Two images, apparently very distant, tell of the same anxiety of our time. On the one hand, Pope Leo XIV surprises the kids of Madrid by miming the “six seven”, the nonsense gesture that has become viral among the youngest. On the other hand, Cesc Fabregas, one of the brightest emerging coaches in European football, reveals that he does not want to give his thirteen-year-old daughter a smartphone. These are not contradictory messages. On the contrary, they indicate two complementary ways to face the digital revolution without demonizing it and without suffering from it.
The Pontiff chooses the meeting. He does not look askance at the language of Generation Alpha, but enters their world with empathy and curiosity, speaking to young people in the language they understand. The same perspective as his encyclical Magnifica Humanitas: progress is not an enemy, but needs to be accompanied by that humanity capable of counteracting loneliness, violence and confusion.
Fabregas, for his part, recalls the value of what we risk losing. His educational choice does not arise from a rejection of the present, but from the belief that there is a time to grow away from the constant pressure of screens. His is the memory of football lived in courtyards and gardens, when the only thing to chase was the ball. Today, too often, kids are asked to chase visibility, followers and approval.
Two testimonies, from two different observers, which intertwine and question us adults above all. Because the real question is not whether or not to give a smartphone, nor whether or not to learn the language of Generation Alpha. The question is: are we present in the lives of our kids? The Pope who enters the world of children and the coach who protects a slower tempo for his daughter are more than just news, but rather an example, a clear direction that we can all follow. They say the same thing with opposite gestures: the young generations need adults next to them, capable of being in relationships and not just staying connected. Technology, in fact, cannot represent a problem in itself. The groove with our children arises when the adult withdraws, when he delegates to the screen the listening, the boredom, the questions that the challenge of growth entails.

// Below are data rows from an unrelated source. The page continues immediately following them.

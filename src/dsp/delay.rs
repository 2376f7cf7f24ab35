//! Waveguide delay lines with linearly interpolated fractional reads.

use super::mapping::unit;
use super::noise::NoiseRng;

/// Shortest delay any line will run at, in samples.
pub const MIN_DELAY: f64 = 2.0;

/// Lowest frequency a line must be able to hold a full period of.
const LOWEST_FREQUENCY: f64 = 20.0;

/// Samples seeded with noise on reset so a zeroed feedback loop can start.
const SEED_SAMPLES: usize = 100;
const SEED_AMPLITUDE: f64 = 0.01;

/// A circular buffer read at a fractional distance behind the write head.
#[derive(Debug, Clone)]
pub struct DelayLine {
    buffer: Vec<f64>,
    write_pos: usize,
    delay: f64,
}

impl DelayLine {
    /// Create a line holding `capacity` samples (at least 4).
    pub fn new(capacity: usize) -> Self {
        let capacity = capacity.max(4);
        DelayLine {
            buffer: vec![0.0; capacity],
            write_pos: 0,
            delay: MIN_DELAY,
        }
    }

    /// Capacity sized for one period of the lowest supported frequency.
    pub fn for_sample_rate(sample_rate: f64) -> Self {
        Self::new((sample_rate / LOWEST_FREQUENCY) as usize)
    }

    pub fn capacity(&self) -> usize {
        self.buffer.len()
    }

    /// Set the read distance, clamped to `[2, capacity - 1]`.
    pub fn set_delay(&mut self, samples: f64) {
        let max = (self.buffer.len() - 1) as f64;
        self.delay = if samples.is_finite() { samples.clamp(MIN_DELAY, max) } else { max };
    }

    pub fn delay(&self) -> f64 {
        self.delay
    }

    /// Interpolated read at the current delay.
    #[inline]
    pub fn read(&self) -> f64 {
        self.read_at(self.delay)
    }

    /// Interpolated read `delay` samples behind the write head.
    #[inline]
    pub fn read_at(&self, delay: f64) -> f64 {
        let len = self.buffer.len();
        let pos = (self.write_pos as f64 - delay).rem_euclid(len as f64);
        let i0 = (pos as usize).min(len - 1);
        let i1 = (i0 + 1) % len;
        let frac = pos - i0 as f64;
        self.buffer[i0] + (self.buffer[i1] - self.buffer[i0]) * frac
    }

    /// Write one sample and advance the head.
    #[inline]
    pub fn write(&mut self, sample: f64) {
        self.buffer[self.write_pos] = sample;
        self.write_pos = (self.write_pos + 1) % self.buffer.len();
    }

    /// Read at the current delay, then write `input`.
    #[inline]
    pub fn process(&mut self, input: f64) -> f64 {
        let out = self.read();
        self.write(input);
        out
    }

    pub fn clear(&mut self) {
        self.buffer.fill(0.0);
        self.write_pos = 0;
    }

    /// Fill the `count` samples just behind the write head with noise, so
    /// the very next reads within that distance see it.
    pub fn seed_history(&mut self, rng: &mut NoiseRng, count: usize, amplitude: f64) {
        let len = self.buffer.len();
        for k in 1..=count.min(len) {
            self.buffer[(self.write_pos + len - k) % len] = rng.white(amplitude);
        }
    }
}

/// Two waveguides tuned from one control frequency.
///
/// Line 1 runs at the tuned frequency, line 2 at a length ratio of line 1.
#[derive(Debug, Clone)]
pub struct DualDelay {
    sample_rate: f64,
    line1: DelayLine,
    line2: DelayLine,
    semitones: f64,
    ratio: f64,
    last_frequency: Option<f64>,
    rng: NoiseRng,
}

impl DualDelay {
    pub fn new(sample_rate: f64, rng: NoiseRng) -> Self {
        DualDelay {
            sample_rate,
            line1: DelayLine::for_sample_rate(sample_rate),
            line2: DelayLine::for_sample_rate(sample_rate),
            semitones: 0.0,
            ratio: 1.0,
            last_frequency: None,
            rng,
        }
    }

    /// ±12 semitones around the control frequency; 0.5 is untransposed.
    pub fn set_tuning(&mut self, v: f64) {
        self.semitones = (unit(v) - 0.5) * 24.0;
        self.last_frequency = None;
    }

    /// Line 2 / line 1 length ratio: `[0.5, 1)` below 0.5, `[1, 2]` above.
    pub fn set_ratio(&mut self, v: f64) {
        let v = unit(v);
        self.ratio = if v < 0.5 { 0.5 + v } else { 1.0 + (v - 0.5) * 2.0 };
        self.last_frequency = None;
    }

    pub fn lengths(&self) -> (f64, f64) {
        (self.line1.delay(), self.line2.delay())
    }

    fn retune(&mut self, frequency: f64) {
        let tuned = frequency * (self.semitones / 12.0).exp2();
        let len1 = if tuned > 0.0 { self.sample_rate / tuned } else { f64::INFINITY };
        self.line1.set_delay(len1);
        self.line2.set_delay(self.line1.delay() * self.ratio);
        self.last_frequency = Some(frequency);
    }

    /// Read both lines, then write `input` into both.
    #[inline]
    pub fn process(&mut self, input: f64, frequency: f64) -> (f64, f64) {
        if self.last_frequency != Some(frequency) {
            self.retune(frequency);
        }
        (self.line1.process(input), self.line2.process(input))
    }

    /// Zero both lines and seed the samples just behind the write head with
    /// a little noise, so a loop with no external input still starts.
    pub fn reset(&mut self) {
        for line in [&mut self.line1, &mut self.line2] {
            line.clear();
            line.seed_history(&mut self.rng, SEED_SAMPLES, SEED_AMPLITUDE);
        }
    }
}

#[cfg(test)]
mod tests {
    use super::*;

    #[test]
    fn impulse_comes_back_after_delay() {
        let mut line = DelayLine::new(512);
        line.set_delay(50.0);
        assert_eq!(line.process(1.0), 0.0);
        for n in 1..50 {
            let y = line.process(0.0);
            assert!(y.abs() < 1e-12, "early output {y} at sample {n}");
        }
        let y = line.process(0.0);
        assert!((y - 1.0).abs() < 1e-12, "impulse lost, got {y}");
    }

    #[test]
    fn fractional_read_interpolates() {
        let mut line = DelayLine::new(16);
        line.write(0.0);
        line.write(1.0);
        line.write(0.0);
        // Head at 3; 1.5 samples back lands halfway between 1.0 and 0.0.
        assert!((line.read_at(1.5) - 0.5).abs() < 1e-12);
        assert!((line.read_at(2.0) - 1.0).abs() < 1e-12);
    }

    #[test]
    fn delay_is_clamped_to_capacity() {
        let mut line = DelayLine::new(100);
        line.set_delay(1.0);
        assert_eq!(line.delay(), MIN_DELAY);
        line.set_delay(5000.0);
        assert_eq!(line.delay(), 99.0);
        line.set_delay(f64::NAN);
        assert_eq!(line.delay(), 99.0);
    }

    #[test]
    fn wraps_around_buffer() {
        let mut line = DelayLine::new(8);
        line.set_delay(3.0);
        let mut out = Vec::new();
        for n in 0..20 {
            out.push(line.process(n as f64));
        }
        for n in 3..20 {
            assert!((out[n] - (n - 3) as f64).abs() < 1e-12);
        }
    }

    #[test]
    fn dual_delay_round_trip() {
        let mut dual = DualDelay::new(44100.0, NoiseRng::new(1, 1));
        dual.reset();
        // 441 Hz at 44.1 kHz is exactly 100 samples; ratio 0.5 keeps line 2 equal.
        dual.set_tuning(0.5);
        dual.set_ratio(0.5);
        let (a, b) = dual.process(1.0, 441.0);
        assert_eq!((a, b), (0.0, 0.0));
        assert_eq!(dual.lengths(), (100.0, 100.0));
        for _ in 1..100 {
            let (a, b) = dual.process(0.0, 441.0);
            assert!(a.abs() < 1e-12 && b.abs() < 1e-12);
        }
        let (a, b) = dual.process(0.0, 441.0);
        assert!((a - 1.0).abs() < 1e-9 && (b - 1.0).abs() < 1e-9, "got {a}, {b}");
    }

    #[test]
    fn tuning_and_ratio_mapping() {
        let mut dual = DualDelay::new(44100.0, NoiseRng::new(1, 1));
        dual.set_tuning(1.0);
        dual.set_ratio(1.0);
        dual.process(0.0, 441.0);
        let (l1, l2) = dual.lengths();
        assert!((l1 - 50.0).abs() < 1e-9, "octave up should halve line 1: {l1}");
        assert!((l2 - 100.0).abs() < 1e-9, "ratio 2 should double it back: {l2}");

        dual.set_ratio(0.0);
        dual.process(0.0, 441.0);
        assert!((dual.lengths().1 - 25.0).abs() < 1e-9);
    }

    #[test]
    fn reset_seeds_small_noise() {
        let mut dual = DualDelay::new(44100.0, NoiseRng::new(4, 2));
        dual.reset();
        let cap = dual.line1.capacity();
        assert_eq!(cap, 2205);
        let seeded = &dual.line1.buffer[cap - SEED_SAMPLES..];
        assert!(seeded.iter().any(|&s| s != 0.0));
        assert!(seeded.iter().all(|s| s.abs() <= SEED_AMPLITUDE));
        assert!(dual.line1.buffer[..cap - SEED_SAMPLES].iter().all(|&s| s == 0.0));
    }

    #[test]
    fn reset_seed_reaches_the_read_head() {
        for frequency in [55.0, 220.0, 2000.0] {
            let mut dual = DualDelay::new(44100.0, NoiseRng::new(9, 3));
            dual.reset();
            let heard = (0..2205)
                .map(|_| dual.process(0.0, frequency))
                .filter(|&(a, b)| a != 0.0 || b != 0.0)
                .count();
            assert!(heard > 0, "seed never read back at {frequency} Hz");
        }
    }

    #[test]
    fn seeded_history_is_readable_immediately() {
        let mut line = DelayLine::new(64);
        line.clear();
        line.seed_history(&mut NoiseRng::new(2, 2), 10, 0.01);
        assert!(line.read_at(5.0) != 0.0);
        assert!(line.read_at(10.0).abs() <= 0.01);
        assert_eq!(line.read_at(20.0), 0.0);
    }

    #[test]
    fn silly_frequencies_stay_in_range() {
        let mut dual = DualDelay::new(44100.0, NoiseRng::new(1, 1));
        for f in [0.0, -10.0, 1e9, f64::NAN] {
            dual.process(0.1, f);
            let (l1, l2) = dual.lengths();
            assert!((MIN_DELAY..=2204.0).contains(&l1), "{f}: {l1}");
            assert!((MIN_DELAY..=2204.0).contains(&l2), "{f}: {l2}");
        }
    }
}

A bit like the good shepherd or the coach of a team, that of families, teachers, educators is a responsibility that does not ignore coherence. We cannot ask younger people to look up from their phones if we are the first ones to always keep it in our hands, at the table, in the park, while they play. Kids don’t learn from what we say, but from what they see done. Educating digitally means first of all offering a credible example of present humanity, of donated time, of attention that is not distracted. It is a slow work, which aims to mend an educational alliance and translate it on a daily level, precisely in the delicate transition of global society, from digital to artificial. For the person to always remain at the center, we need to build new banks of humanity, through those bonds that we choose to inhabit every day.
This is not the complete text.